Records for this task
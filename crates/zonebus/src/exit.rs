use std::fmt;
use std::io;

use zonebus_link::LinkError;

// Fixed CLI exit-code set, aligned with sysexits-style conventions.
pub const SUCCESS: i32 = 0;
pub const FAILURE: i32 = 1;
pub const TRANSPORT_ERROR: i32 = 3;
pub const USAGE: i32 = 64;
pub const TIMEOUT: i32 = 124;
pub const INTERNAL: i32 = 125;

pub type CliResult<T> = Result<T, CliError>;

#[derive(Debug)]
pub struct CliError {
    pub code: i32,
    pub message: String,
}

impl CliError {
    pub fn new(code: i32, message: impl Into<String>) -> Self {
        Self {
            code,
            message: message.into(),
        }
    }
}

impl fmt::Display for CliError {
    fn fmt(&self, f: &mut fmt::Formatter<'_>) -> fmt::Result {
        write!(f, "{}", self.message)
    }
}

impl std::error::Error for CliError {}

pub fn io_error(context: &str, err: io::Error) -> CliError {
    let code = match err.kind() {
        io::ErrorKind::NotFound | io::ErrorKind::PermissionDenied => FAILURE,
        io::ErrorKind::TimedOut | io::ErrorKind::WouldBlock => TIMEOUT,
        _ => INTERNAL,
    };
    CliError::new(code, format!("{context}: {err}"))
}

pub fn link_error(context: &str, err: LinkError) -> CliError {
    match err {
        LinkError::Io(source) => io_error(context, source),
        LinkError::ConnectionClosed => CliError::new(TRANSPORT_ERROR, format!("{context}: {err}")),
    }
}

#[cfg(test)]
mod tests {
    use super::*;

    #[test]
    fn timeouts_map_to_timeout_exit_code() {
        let err = io_error("read", io::Error::from(io::ErrorKind::TimedOut));
        assert_eq!(err.code, TIMEOUT);
    }

    #[test]
    fn closed_link_maps_to_transport_exit_code() {
        let err = link_error("serve", LinkError::ConnectionClosed);
        assert_eq!(err.code, TRANSPORT_ERROR);
    }
}
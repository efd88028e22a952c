/// Errors that can occur while serving the link.
///
/// Bus failures never surface here: `process_command` maps them to reply
/// bytes, because the protocol reports every bus outcome to the host as
/// exactly one byte on the link.
#[derive(Debug, thiserror::Error)]
pub enum RelayError {
    /// Link-level error.
    #[error("link error: {0}")]
    Link(#[from] zonebus_link::LinkError),
}

pub type Result<T> = std::result::Result<T, RelayError>;
use std::path::PathBuf;

use clap::{Args, Subcommand};

use crate::exit::CliResult;
use crate::output::OutputFormat;

pub mod info;
pub mod send;
pub mod serve;
pub mod simulate;
pub mod version;

#[derive(Subcommand, Debug)]
pub enum Command {
    /// Send one zone command over a link device and print the reply.
    Send(SendArgs),
    /// Run a relay loop on a link device against a simulated bus.
    Serve(ServeArgs),
    /// Run frames through an in-process relay round trip.
    Simulate(SimulateArgs),
    /// Show the bus address map.
    Info(InfoArgs),
    /// Show version information.
    Version(VersionArgs),
}

pub fn run(command: Command, format: OutputFormat) -> CliResult<i32> {
    match command {
        Command::Send(args) => send::run(args, format),
        Command::Serve(args) => serve::run(args),
        Command::Simulate(args) => simulate::run(args, format),
        Command::Info(args) => info::run(args, format),
        Command::Version(args) => version::run(args),
    }
}

#[derive(Args, Debug)]
pub struct SendArgs {
    /// Link device to open (e.g. /dev/ttyS0).
    pub device: PathBuf,
    /// Destination zone.
    #[arg(long, short = 'z')]
    pub zone: u8,
    /// Command byte (decimal or 0x-prefixed hex).
    #[arg(long, short = 'c')]
    pub command: String,
    /// Maximum time to wait for the reply byte (e.g. 5s, 500ms).
    #[arg(long, default_value = "5s")]
    pub reply_timeout: String,
}

#[derive(Args, Debug)]
pub struct ServeArgs {
    /// Link device to serve (e.g. /dev/ttyS0).
    pub device: PathBuf,
    /// Zones to populate with simulated peripherals (comma-separated).
    #[arg(long, value_delimiter = ',', default_values_t = [1u8, 2, 3, 4, 5, 6, 7, 8, 9])]
    pub zones: Vec<u8>,
    /// Command byte the simulated peripherals recognize.
    #[arg(long, default_value = "0x05")]
    pub recognized: String,
}

#[derive(Args, Debug)]
pub struct SimulateArgs {
    /// Frames to process, as zone:command pairs (e.g. 5:0x05,12:0x05).
    #[arg(long, value_delimiter = ',', required = true)]
    pub frames: Vec<String>,
    /// Zones to populate with simulated peripherals (comma-separated).
    #[arg(long, value_delimiter = ',', default_values_t = [1u8, 2, 3, 4, 5, 6, 7, 8, 9])]
    pub zones: Vec<u8>,
    /// Command byte the simulated peripherals recognize.
    #[arg(long, default_value = "0x05")]
    pub recognized: String,
}

#[derive(Args, Debug)]
pub struct InfoArgs {}

#[derive(Args, Debug)]
pub struct VersionArgs {
    /// Show extended build provenance.
    #[arg(long)]
    pub extended: bool,
}

/// Parse a byte argument given as decimal or 0x-prefixed hex.
pub fn parse_byte(input: &str) -> Result<u8, String> {
    let input = input.trim();
    let parsed = if let Some(hex) = input.strip_prefix("0x").or_else(|| input.strip_prefix("0X")) {
        u8::from_str_radix(hex, 16)
    } else {
        input.parse()
    };
    parsed.map_err(|_| format!("invalid byte value: {input}"))
}

#[cfg(test)]
mod tests {
    use super::*;

    #[test]
    fn parse_byte_decimal_and_hex() {
        assert_eq!(parse_byte("5").unwrap(), 5);
        assert_eq!(parse_byte("0x05").unwrap(), 0x05);
        assert_eq!(parse_byte("0xFF").unwrap(), 0xFF);
        assert_eq!(parse_byte("0Xff").unwrap(), 0xFF);
    }

    #[test]
    fn parse_byte_rejects_garbage() {
        assert!(parse_byte("").is_err());
        assert!(parse_byte("0x").is_err());
        assert!(parse_byte("256").is_err());
        assert!(parse_byte("five").is_err());
    }
}
//! Full relay round trip against a simulated bus, no hardware required.
//!
//! Run with:
//!   cargo run --example simulated-relay

use zonebus::bus::{AddressMap, SimBus};
use zonebus::link::CommandFrame;
use zonebus::node::{NoopAction, PeripheralNode};
use zonebus::relay::{reply, RelayNode};

fn main() {
    let map = AddressMap::default();
    let mut bus = SimBus::new();

    // Peripherals at zones 3 and 5, both recognizing command 0x05.
    for zone in [3u8, 5] {
        let addr = map.zone_addr(zone).expect("zone is in range");
        bus.attach(addr, PeripheralNode::new(0x05, NoopAction));
    }

    let mut relay = RelayNode::new(bus);

    let frames = [
        CommandFrame::new(5, 0x05),  // recognized -> peripheral OK
        CommandFrame::new(5, 0x99),  // unrecognized -> peripheral status 0x03
        CommandFrame::new(12, 0x05), // zone out of range -> ERR_ADDR
        CommandFrame::new(7, 0x05),  // no peripheral at zone 7 -> ERR_TX
    ];

    for frame in &frames {
        let reply = relay.process_command(frame);
        println!(
            "zone={:>3} command=0x{:02x} -> reply=0x{:02x} ({})",
            frame.zone,
            frame.command,
            reply,
            reply::describe_reply(reply)
        );
    }

    println!(
        "bus transactions: {}",
        relay.bus().transaction_count()
    );
}
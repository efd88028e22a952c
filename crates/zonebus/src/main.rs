mod cmd;
mod exit;
mod logging;
mod output;

use clap::Parser;

use crate::cmd::Command;
use crate::logging::{init_logging, LogFormat, LogLevel};
use crate::output::OutputFormat;

#[derive(Parser, Debug)]
#[command(name = "zonebus", version, about = "Zone command relay CLI")]
struct Cli {
    /// Output format.
    #[arg(long, value_name = "FORMAT", global = true)]
    format: Option<OutputFormat>,

    /// Log output format (stderr).
    #[arg(long, value_name = "FORMAT", default_value = "text", global = true)]
    log_format: LogFormat,

    /// Minimum log level (stderr).
    #[arg(long, value_name = "LEVEL", default_value = "info", global = true)]
    log_level: LogLevel,

    #[command(subcommand)]
    command: Command,
}

fn main() {
    let cli = Cli::parse();
    init_logging(cli.log_format, cli.log_level);

    let format = cli.format.unwrap_or_else(OutputFormat::default_for_stdout);
    let result = cmd::run(cli.command, format);

    match result {
        Ok(code) => std::process::exit(code),
        Err(err) => {
            eprintln!("error: {err}");
            std::process::exit(err.code);
        }
    }
}

#[cfg(test)]
mod tests {
    use super::*;

    #[test]
    fn parses_send_subcommand() {
        let cli = Cli::try_parse_from([
            "zonebus",
            "send",
            "/dev/ttyS0",
            "--zone",
            "5",
            "--command",
            "0x05",
        ])
        .expect("send args should parse");

        assert!(matches!(cli.command, Command::Send(_)));
    }

    #[test]
    fn parses_simulate_subcommand() {
        let cli = Cli::try_parse_from(["zonebus", "simulate", "--frames", "5:0x05,12:0x05"])
            .expect("simulate args should parse");

        match cli.command {
            Command::Simulate(args) => assert_eq!(args.frames, vec!["5:0x05", "12:0x05"]),
            other => panic!("expected simulate, got {other:?}"),
        }
    }

    #[test]
    fn simulate_requires_frames() {
        let err = Cli::try_parse_from(["zonebus", "simulate"]).expect_err("missing frames");
        assert_eq!(
            err.kind(),
            clap::error::ErrorKind::MissingRequiredArgument
        );
    }

    #[test]
    fn parses_serve_zone_list() {
        let cli = Cli::try_parse_from(["zonebus", "serve", "/dev/ttyS0", "--zones", "1,3,5"])
            .expect("serve args should parse");

        match cli.command {
            Command::Serve(args) => assert_eq!(args.zones, vec![1, 3, 5]),
            other => panic!("expected serve, got {other:?}"),
        }
    }
}
use crate::cmd::VersionArgs;
use crate::exit::{CliResult, SUCCESS};

pub fn run(args: VersionArgs) -> CliResult<i32> {
    if !args.extended {
        println!("zonebus {}", env!("CARGO_PKG_VERSION"));
        return Ok(SUCCESS);
    }

    println!("name: zonebus");
    println!("version: {}", env!("CARGO_PKG_VERSION"));
    println!("target_os: {}", std::env::consts::OS);
    println!("target_arch: {}", std::env::consts::ARCH);
    println!("features: cli={}", cfg!(feature = "cli"));

    Ok(SUCCESS)
}
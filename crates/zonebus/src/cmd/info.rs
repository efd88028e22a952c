use zonebus_bus::AddressMap;

use crate::cmd::InfoArgs;
use crate::exit::{CliResult, SUCCESS};
use crate::output::{print_address_map, OutputFormat};

pub fn run(_args: InfoArgs, format: OutputFormat) -> CliResult<i32> {
    print_address_map(&AddressMap::default(), format);
    Ok(SUCCESS)
}
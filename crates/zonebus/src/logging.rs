use clap::ValueEnum;
use tracing::level_filters::LevelFilter;

#[derive(Copy, Clone, Debug, ValueEnum)]
pub enum LogFormat {
    Text,
    Json,
}

#[derive(Copy, Clone, Debug, ValueEnum)]
pub enum LogLevel {
    Error,
    Warn,
    Info,
    Debug,
    Trace,
}

impl From<LogLevel> for LevelFilter {
    fn from(level: LogLevel) -> Self {
        match level {
            LogLevel::Error => LevelFilter::ERROR,
            LogLevel::Warn => LevelFilter::WARN,
            LogLevel::Info => LevelFilter::INFO,
            LogLevel::Debug => LevelFilter::DEBUG,
            LogLevel::Trace => LevelFilter::TRACE,
        }
    }
}

/// Initialize the stderr log subscriber. Logging is diagnostics only: the
/// protocol reports outcomes on the link and stdout carries command output.
pub fn init_logging(format: LogFormat, level: LogLevel) {
    let builder = tracing_subscriber::fmt()
        .with_writer(std::io::stderr)
        .with_max_level(LevelFilter::from(level))
        .with_ansi(false)
        .with_target(false);

    match format {
        LogFormat::Text => {
            let _ = builder.try_init();
        }
        LogFormat::Json => {
            let _ = builder.json().try_init();
        }
    }
}
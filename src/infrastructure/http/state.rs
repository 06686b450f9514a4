//! Application State
//!
//! 包含所有 Command/Query Handlers 以及合成服务

use std::sync::Arc;

use crate::application::{
    // Command handlers
    DeleteSpeakerHandler, RegisterSpeakerHandler, SwitchBackendHandler,
    // Query handlers
    GetSpeakerHandler, HealthStatusHandler, ListBackendsHandler, ListSpeakersHandler,
    // Ports
    AudioCodecPort, ReferenceAudioStoragePort, SpeakerRepositoryPort,
    // Services
    BackendRegistry, SynthesisService,
};
use crate::domain::speaker::DurationBounds;
use crate::domain::synthesis::RequestLimits;

use super::dto::SynthesisDefaults;

/// 应用状态
pub struct AppState {
    // ========== Ports & Services ==========
    pub registry: Arc<BackendRegistry>,
    pub codec: Arc<dyn AudioCodecPort>,
    pub synthesis_service: SynthesisService,
    pub synthesis_defaults: SynthesisDefaults,

    // ========== Command Handlers ==========
    pub register_speaker_handler: RegisterSpeakerHandler,
    pub delete_speaker_handler: DeleteSpeakerHandler,
    pub switch_backend_handler: SwitchBackendHandler,

    // ========== Query Handlers ==========
    pub get_speaker_handler: GetSpeakerHandler,
    pub list_speakers_handler: ListSpeakersHandler,
    pub list_backends_handler: ListBackendsHandler,
    pub health_handler: HealthStatusHandler,
}

impl AppState {
    /// 创建应用状态
    pub fn new(
        registry: Arc<BackendRegistry>,
        speaker_repo: Arc<dyn SpeakerRepositoryPort>,
        storage: Arc<dyn ReferenceAudioStoragePort>,
        codec: Arc<dyn AudioCodecPort>,
        bounds: DurationBounds,
        limits: RequestLimits,
        synthesis_defaults: SynthesisDefaults,
    ) -> Self {
        Self {
            registry: registry.clone(),
            codec: codec.clone(),
            synthesis_service: SynthesisService::new(
                registry.clone(),
                speaker_repo.clone(),
                limits,
            ),
            synthesis_defaults,

            // Command handlers
            register_speaker_handler: RegisterSpeakerHandler::new(
                registry.clone(),
                speaker_repo.clone(),
                storage.clone(),
                codec,
                bounds,
            ),
            delete_speaker_handler: DeleteSpeakerHandler::new(speaker_repo.clone(), storage),
            switch_backend_handler: SwitchBackendHandler::new(registry.clone()),

            // Query handlers
            get_speaker_handler: GetSpeakerHandler::new(speaker_repo.clone()),
            list_speakers_handler: ListSpeakersHandler::new(speaker_repo.clone()),
            list_backends_handler: ListBackendsHandler::new(registry.clone()),
            health_handler: HealthStatusHandler::new(registry, speaker_repo),
        }
    }
}
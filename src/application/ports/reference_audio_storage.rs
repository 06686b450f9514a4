//! Reference Audio Storage Port - 出站端口
//!
//! 每个说话人一份参考音频文件，以说话人 ID 为键，显式删除前一直保留

use std::path::PathBuf;

use async_trait::async_trait;
use thiserror::Error;

use crate::domain::speaker::SpeakerId;

/// 存储错误
#[derive(Debug, Error)]
pub enum StorageError {
    #[error("File not found: {0}")]
    FileNotFound(String),

    #[error("IO error: {0}")]
    IoError(String),
}

impl From<std::io::Error> for StorageError {
    fn from(err: std::io::Error) -> Self {
        StorageError::IoError(err.to_string())
    }
}

/// 已写入但尚未生效的参考音频
///
/// `commit` 之前正式路径上的旧文件保持不变
#[derive(Debug)]
pub struct StagedAudio {
    pub id: SpeakerId,
    pub staged_path: PathBuf,
    /// commit 后的正式路径
    pub final_path: PathBuf,
}

/// Reference Audio Storage Port
#[async_trait]
pub trait ReferenceAudioStoragePort: Send + Sync {
    /// 写入暂存区，不影响同 ID 的现有文件
    async fn stage(&self, id: &SpeakerId, audio: &[u8]) -> Result<StagedAudio, StorageError>;

    /// 将暂存文件移到正式路径，覆盖旧文件
    async fn commit(&self, staged: StagedAudio) -> Result<PathBuf, StorageError>;

    /// 丢弃暂存文件
    async fn discard(&self, staged: StagedAudio);

    /// 直接写入并生效
    async fn save(&self, id: &SpeakerId, audio: &[u8]) -> Result<PathBuf, StorageError> {
        let staged = self.stage(id, audio).await?;
        self.commit(staged).await
    }

    /// 删除参考音频；文件不存在不视为错误
    async fn delete(&self, id: &SpeakerId) -> Result<(), StorageError>;

    /// 参考音频是否存在
    async fn exists(&self, id: &SpeakerId) -> bool;
}
//! Speaker Context - Aggregate Root

use chrono::{DateTime, Utc};
use std::path::{Path, PathBuf};

use super::{ReferenceDuration, SpeakerId};

/// Speaker 聚合根
///
/// 不变量:
/// - 有且只有一个参考音频文件
/// - 创建后不可修改，只能删除（重新注册即整体替换）
#[derive(Debug, Clone)]
pub struct Speaker {
    id: SpeakerId,
    reference_audio: PathBuf,
    duration: ReferenceDuration,
    created_at: DateTime<Utc>,
}

impl Speaker {
    /// 注册新说话人
    pub fn register(id: SpeakerId, reference_audio: PathBuf, duration: ReferenceDuration) -> Self {
        Self {
            id,
            reference_audio,
            duration,
            created_at: Utc::now(),
        }
    }

    /// 从存储恢复
    pub fn restore(
        id: SpeakerId,
        reference_audio: PathBuf,
        duration_secs: f64,
        created_at: DateTime<Utc>,
    ) -> Self {
        Self {
            id,
            reference_audio,
            duration: ReferenceDuration::restore(duration_secs),
            created_at,
        }
    }

    // Getters
    pub fn id(&self) -> &SpeakerId {
        &self.id
    }

    pub fn reference_audio(&self) -> &Path {
        &self.reference_audio
    }

    pub fn duration(&self) -> ReferenceDuration {
        self.duration
    }

    pub fn created_at(&self) -> DateTime<Utc> {
        self.created_at
    }
}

Requirement
Select the lines from the entries that include the word "LogLevel".

Your solution
use crate::logging::{init_logging, LogFormat, LogLevel};
    log_level: LogLevel,
pub enum LogLevel {
impl From<LogLevel> for LevelFilter {
    fn from(level: LogLevel) -> Self {
            LogLevel::Error => LevelFilter::ERROR,
            LogLevel::Warn => LevelFilter::WARN,
            LogLevel::Info => LevelFilter::INFO,
            LogLevel::Debug => LevelFilter::DEBUG,
            LogLevel::Trace => LevelFilter::TRACE,
pub fn init_logging(format: LogFormat, level: LogLevel) {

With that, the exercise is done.